Microsoft Unveils Plug and Play Project
Microsoft rolled out Wednesday a plan for a multivendor organization to define schemas for network devices. The so-called Universal Plug and Play (UPnP) group will manage and facilitate UPnPdevelopment, said Phil Holden, Microsoft product manger. "As part of that, we will make available sample source of the UPnP implementation to different vendors to license at no cost," he said.
Microsoft, staunchly maintaining its commitment to open standards-based technology, promised to host the first meeting of this forum June 7 in Redmond, Wash. "The idea is if you want to connect some devices in your home, you should be able to without some manager. These devices -- WebTV, Web phone, a PC -- need to describe themselves and the resources that are available to them through a schema."

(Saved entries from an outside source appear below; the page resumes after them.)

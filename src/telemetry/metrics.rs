//! Prometheus metrics

use crate::connection::ConnectionState;

/// Counter metric types
#[derive(Debug, Clone, Copy)]
pub enum CounterMetric {
    /// Tick batches delivered through the bus
    TickBatchesPublished,
    /// Alerts delivered through the bus
    AlertsPublished,
    /// Notifications handed to the platform
    NotificationsShown,
    /// Notifications dropped by the dedup window
    NotificationsSuppressed,
    /// Connection state transitions
    StateTransitions,
    /// Automatic reconnect attempts started
    ReconnectAttempts,
    /// REST calls answered with 401
    Unauthorized,
}

impl CounterMetric {
    fn name(self) -> &'static str {
        match self {
            CounterMetric::TickBatchesPublished => "livequotes_tick_batches_total",
            CounterMetric::AlertsPublished => "livequotes_alerts_total",
            CounterMetric::NotificationsShown => "livequotes_notifications_shown_total",
            CounterMetric::NotificationsSuppressed => "livequotes_notifications_suppressed_total",
            CounterMetric::StateTransitions => "livequotes_state_transitions_total",
            CounterMetric::ReconnectAttempts => "livequotes_reconnect_attempts_total",
            CounterMetric::Unauthorized => "livequotes_unauthorized_total",
        }
    }
}

/// Increment a counter by one
pub fn increment(metric: CounterMetric) {
    metrics::counter!(metric.name()).increment(1);
}

/// Record the current connection state as a gauge
pub fn record_state(state: ConnectionState) {
    metrics::gauge!("livequotes_connection_state").set(state.ordinal() as f64);
    metrics::counter!(CounterMetric::StateTransitions.name(), "state" => state.as_str())
        .increment(1);
}
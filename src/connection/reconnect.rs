//! Bounded fixed-delay retry policy

use std::time::Duration;

/// Retry budget for one reconnect cycle
#[derive(Debug, Clone)]
pub struct RetryPolicy {
    delay: Duration,
    max_attempts: u32,
    attempt: u32,
}

impl RetryPolicy {
    /// Create a policy allowing `max_attempts` retries spaced by `delay`
    pub fn new(delay: Duration, max_attempts: u32) -> Self {
        Self {
            delay,
            max_attempts,
            attempt: 0,
        }
    }

    /// Claim the next attempt and return the delay before it
    ///
    /// Returns `None` once the budget is spent.
    pub fn next_delay(&mut self) -> Option<Duration> {
        if self.attempt >= self.max_attempts {
            return None;
        }
        self.attempt += 1;
        Some(self.delay)
    }

    /// Start a fresh cycle
    pub fn reset(&mut self) {
        self.attempt = 0;
    }

    /// Attempts claimed in the current cycle
    pub fn attempt(&self) -> u32 {
        self.attempt
    }

    /// Attempts allowed per cycle
    pub fn max_attempts(&self) -> u32 {
        self.max_attempts
    }
}
//! Connection types and configuration

use std::fmt;
use std::time::Duration;
use thiserror::Error;

/// Lifecycle state of the live connection
#[derive(Debug, Clone, Copy, PartialEq, Eq, Hash, Default)]
pub enum ConnectionState {
    /// Idle; initial state and the result of `disconnect()`
    #[default]
    Disconnected,
    /// Transport is being opened
    Connecting,
    /// Transport is open and the `auth` message has been sent
    Authenticating,
    /// Authenticated; data messages are trusted
    Connected,
    /// Waiting to retry after losing an established connection
    Reconnecting,
    /// Gave up; requires an explicit `connect()`
    Errored,
}

impl ConnectionState {
    /// All states, in declaration order
    pub const ALL: [ConnectionState; 6] = [
        ConnectionState::Disconnected,
        ConnectionState::Connecting,
        ConnectionState::Authenticating,
        ConnectionState::Connected,
        ConnectionState::Reconnecting,
        ConnectionState::Errored,
    ];

    /// Whether `next` is a legal successor of this state
    ///
    /// Connecting and Authenticating may fall back to Reconnecting only
    /// while a reconnect cycle is running; the machine enforces that part.
    pub fn can_transition_to(self, next: ConnectionState) -> bool {
        use ConnectionState::*;
        matches!(
            (self, next),
            (Disconnected, Connecting)
                | (Connecting, Authenticating | Errored | Disconnected | Reconnecting)
                | (Authenticating, Connected | Errored | Disconnected | Reconnecting)
                | (Connected, Reconnecting | Disconnected)
                | (Reconnecting, Connecting | Disconnected | Errored)
                | (Errored, Disconnected | Connecting)
        )
    }

    /// Whether a connection attempt is in flight or established
    pub fn is_active(self) -> bool {
        matches!(
            self,
            ConnectionState::Connecting
                | ConnectionState::Authenticating
                | ConnectionState::Connected
        )
    }

    /// Stable lowercase name
    pub fn as_str(self) -> &'static str {
        match self {
            ConnectionState::Disconnected => "disconnected",
            ConnectionState::Connecting => "connecting",
            ConnectionState::Authenticating => "authenticating",
            ConnectionState::Connected => "connected",
            ConnectionState::Reconnecting => "reconnecting",
            ConnectionState::Errored => "errored",
        }
    }

    /// Numeric code used for the state gauge
    pub fn ordinal(self) -> u8 {
        self as u8
    }
}

impl fmt::Display for ConnectionState {
    fn fmt(&self, f: &mut fmt::Formatter<'_>) -> fmt::Result {
        f.write_str(self.as_str())
    }
}

/// Connection failures surfaced through state changes
#[derive(Debug, Clone, PartialEq, Eq, Error)]
pub enum ConnectionError {
    /// Socket-level failure
    #[error("Transport error: {0}")]
    Transport(String),
    /// Server refused the token
    #[error("Authentication rejected: {0}")]
    AuthRejected(String),
    /// No definitive handshake result in time
    #[error("No handshake response within {0:?}")]
    HandshakeTimeout(Duration),
    /// Automatic reconnection gave up
    #[error("Gave up after {attempts} reconnect attempts")]
    RetryBudgetExhausted {
        /// Attempts made in the failed cycle
        attempts: u32,
    },
}

/// One observed state transition
#[derive(Debug, Clone, PartialEq, Eq)]
pub struct StateChange {
    /// State before the transition
    pub previous: ConnectionState,
    /// State after the transition
    pub current: ConnectionState,
    /// Failure that caused the transition, if any
    pub error: Option<ConnectionError>,
    /// Reconnect attempt number within the current cycle (0 outside one)
    pub attempt: u32,
}

/// Connection manager configuration
#[derive(Debug, Clone)]
pub struct ConnectionConfig {
    /// Server base URL (http, https, ws or wss)
    pub url: String,
    /// Time allowed from opening the transport to `auth_success`
    pub handshake_timeout: Duration,
    /// Reconnect attempts before giving up
    pub max_reconnect_attempts: u32,
    /// Fixed delay before each reconnect attempt
    pub reconnect_delay: Duration,
    /// Data messages held while authenticating
    pub buffer_capacity: usize,
}

impl Default for ConnectionConfig {
    fn default() -> Self {
        Self {
            url: String::new(),
            handshake_timeout: Duration::from_secs(10),
            max_reconnect_attempts: 5,
            reconnect_delay: Duration::from_secs(1),
            buffer_capacity: 64,
        }
    }
}

impl ConnectionConfig {
    /// Create a new config with the given URL
    pub fn new(url: impl Into<String>) -> Self {
        Self {
            url: url.into(),
            ..Default::default()
        }
    }

    /// Set the handshake timeout
    pub fn handshake_timeout(mut self, d: Duration) -> Self {
        self.handshake_timeout = d;
        self
    }

    /// Set maximum reconnection attempts
    pub fn max_reconnects(mut self, n: u32) -> Self {
        self.max_reconnect_attempts = n;
        self
    }

    /// Set the delay between reconnection attempts
    pub fn reconnect_delay(mut self, d: Duration) -> Self {
        self.reconnect_delay = d;
        self
    }

    /// Set the authentication buffer capacity
    pub fn buffer_capacity(mut self, n: usize) -> Self {
        self.buffer_capacity = n;
        self
    }
}
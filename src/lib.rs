//! live-quotes: authenticated real-time equity prices with alert notifications
//!
//! This library provides the core components for:
//! - Credential storage with claim-based expiry
//! - A supervised Socket.IO connection with auth handshake and bounded reconnect
//! - In-process fan-out of price ticks, alerts and connection state
//! - De-duplicated, permission-aware user notifications
//! - REST access to favorites, positions and alert definitions
//! - Structured logging and Prometheus metrics

pub mod api;
pub mod bus;
pub mod cli;
pub mod config;
pub mod connection;
pub mod credentials;
pub mod notify;
pub mod session;
pub mod telemetry;
//! Live connection to the quote server
//!
//! The connection lifecycle lives in a pure state machine
//! ([`ConnectionMachine`]); [`ConnectionManager`] runs it on a tokio task,
//! owns the transport and deadlines, and publishes everything it learns into
//! the update bus.

mod machine;
mod manager;
pub mod protocol;
mod reconnect;
mod transport;
mod types;

pub use machine::{Announcement, ConnectionMachine, Effect, Input};
pub use manager::ConnectionManager;
pub use protocol::{ProtocolError, ServerMessage};
pub use reconnect::RetryPolicy;
pub use transport::{
    Connector, TransportCommand, TransportError, TransportEvent, TransportHandle, TransportLink,
    WsConnector,
};
pub use types::{ConnectionConfig, ConnectionError, ConnectionState, StateChange};
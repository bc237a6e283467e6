//! Integration tests for live-quotes

mod api_test;
mod common;
mod connection_test;
mod credentials_test;
mod session_test;
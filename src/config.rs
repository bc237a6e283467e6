//! Configuration types for live-quotes

use crate::connection::ConnectionConfig;
use crate::notify::GatewayConfig;
use crate::telemetry::LogFormat;
use serde::Deserialize;
use std::path::PathBuf;
use std::time::Duration;

/// Root configuration structure
#[derive(Debug, Clone, Default, Deserialize)]
pub struct Config {
    #[serde(default)]
    pub server: ServerConfig,
    #[serde(default)]
    pub connection: ConnectionSettings,
    #[serde(default)]
    pub notifications: NotificationSettings,
    #[serde(default)]
    pub session: SessionConfig,
    #[serde(default)]
    pub telemetry: TelemetryConfig,
}

/// Quote server location
#[derive(Debug, Clone, Deserialize)]
pub struct ServerConfig {
    /// Base URL shared by the REST API and the live channel
    #[serde(default = "default_base_url")]
    pub base_url: String,

    /// REST request timeout (seconds)
    #[serde(default = "default_request_timeout_secs")]
    pub request_timeout_secs: u64,
}

fn default_base_url() -> String {
    "http://localhost:3001".to_string()
}
fn default_request_timeout_secs() -> u64 {
    10
}

impl Default for ServerConfig {
    fn default() -> Self {
        Self {
            base_url: default_base_url(),
            request_timeout_secs: default_request_timeout_secs(),
        }
    }
}

impl ServerConfig {
    /// REST request timeout
    pub fn request_timeout(&self) -> Duration {
        Duration::from_secs(self.request_timeout_secs)
    }
}

/// Live connection tuning
#[derive(Debug, Clone, Deserialize)]
pub struct ConnectionSettings {
    /// Time allowed from opening the transport to authentication (seconds)
    #[serde(default = "default_handshake_timeout_secs")]
    pub handshake_timeout_secs: u64,

    /// Automatic reconnect attempts after a drop
    #[serde(default = "default_reconnect_attempts")]
    pub reconnect_attempts: u32,

    /// Delay before each reconnect attempt (milliseconds)
    #[serde(default = "default_reconnect_delay_ms")]
    pub reconnect_delay_ms: u64,

    /// Data messages held while authenticating
    #[serde(default = "default_buffer_capacity")]
    pub buffer_capacity: usize,
}

fn default_handshake_timeout_secs() -> u64 {
    10
}
fn default_reconnect_attempts() -> u32 {
    5
}
fn default_reconnect_delay_ms() -> u64 {
    1000
}
fn default_buffer_capacity() -> usize {
    64
}

impl Default for ConnectionSettings {
    fn default() -> Self {
        Self {
            handshake_timeout_secs: default_handshake_timeout_secs(),
            reconnect_attempts: default_reconnect_attempts(),
            reconnect_delay_ms: default_reconnect_delay_ms(),
            buffer_capacity: default_buffer_capacity(),
        }
    }
}

impl ConnectionSettings {
    /// Build the manager configuration for `url`
    pub fn to_connection_config(&self, url: &str) -> ConnectionConfig {
        ConnectionConfig::new(url)
            .handshake_timeout(Duration::from_secs(self.handshake_timeout_secs))
            .max_reconnects(self.reconnect_attempts)
            .reconnect_delay(Duration::from_millis(self.reconnect_delay_ms))
            .buffer_capacity(self.buffer_capacity)
    }
}

/// Notification behaviour
#[derive(Debug, Clone, Deserialize)]
pub struct NotificationSettings {
    #[serde(default = "default_true")]
    pub enabled: bool,

    /// Window in which repeated notifications are suppressed (seconds)
    #[serde(default = "default_dedup_window_secs")]
    pub dedup_window_secs: u64,

    /// Delay before a notification is closed (seconds)
    #[serde(default = "default_auto_dismiss_secs")]
    pub auto_dismiss_secs: u64,
}

fn default_true() -> bool {
    true
}
fn default_dedup_window_secs() -> u64 {
    10
}
fn default_auto_dismiss_secs() -> u64 {
    10
}

impl Default for NotificationSettings {
    fn default() -> Self {
        Self {
            enabled: true,
            dedup_window_secs: default_dedup_window_secs(),
            auto_dismiss_secs: default_auto_dismiss_secs(),
        }
    }
}

impl NotificationSettings {
    /// Build the gateway configuration
    pub fn to_gateway_config(&self) -> GatewayConfig {
        GatewayConfig {
            enabled: self.enabled,
            dedup_window: Duration::from_secs(self.dedup_window_secs),
            auto_dismiss: Duration::from_secs(self.auto_dismiss_secs),
        }
    }
}

/// Stored session
#[derive(Debug, Clone, Deserialize)]
pub struct SessionConfig {
    /// File holding the encoded credential
    #[serde(default = "default_storage_path")]
    pub storage_path: PathBuf,

    /// Credential validity past its `exp` claim (hours)
    #[serde(default = "default_validity_hours")]
    pub validity_hours: i64,
}

fn default_storage_path() -> PathBuf {
    PathBuf::from(".live-quotes/session.json")
}
fn default_validity_hours() -> i64 {
    24
}

impl Default for SessionConfig {
    fn default() -> Self {
        Self {
            storage_path: default_storage_path(),
            validity_hours: default_validity_hours(),
        }
    }
}

/// Telemetry configuration
#[derive(Debug, Clone, Deserialize)]
pub struct TelemetryConfig {
    #[serde(default = "default_log_level")]
    pub log_level: String,

    #[serde(default)]
    pub log_format: LogFormat,

    /// Prometheus exporter port; no exporter when absent
    #[serde(default)]
    pub metrics_port: Option<u16>,
}

fn default_log_level() -> String {
    "info".to_string()
}

impl Default for TelemetryConfig {
    fn default() -> Self {
        Self {
            log_level: default_log_level(),
            log_format: LogFormat::default(),
            metrics_port: None,
        }
    }
}

impl Config {
    /// Load configuration from a TOML file
    pub fn load(path: impl AsRef<std::path::Path>) -> anyhow::Result<Self> {
        let content = std::fs::read_to_string(path)?;
        let config: Config = toml::from_str(&content)?;
        Ok(config)
    }
}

A website is set to go live Wednesday.
"From our standpoint, it is very much a cross-industry initiative," he said, including representatives of consumer electronics, PCs, peripherals, and service vendors.
Microsoft has been talking about UPnP for a while, and battle over standards is brewing with Sun Microsystems, which is pushing its own Jini model. "We are talking about standardizing at the protocol level, around protocols such as TCP/IP and HTTP, whereas as Jini is talking about standardizing at the API level," Holden said. "The difference is our stuff will work with any [operating system] and any language."
More than 50 vendors have signed on to the forum, including Sony, Casio Computer, 3Com, Diamond Multimedia Systems, Advanced Micro Devices, IBM, NEC, Quantum, and a couple of embedded developers who are integrating UPnP in chips, he said. "The UPnP solution is both [operating system]- and language-neutral," he said. "It doesn't even require Windows."
However, a goal is to incorporate the technology into Windows OSes this year, he said. "We will definitely see UPnP-enabled products this calendar year," he said. "The initial phase will happen this year. You will see this seamlessly connected to a broad range of devices with two or three years."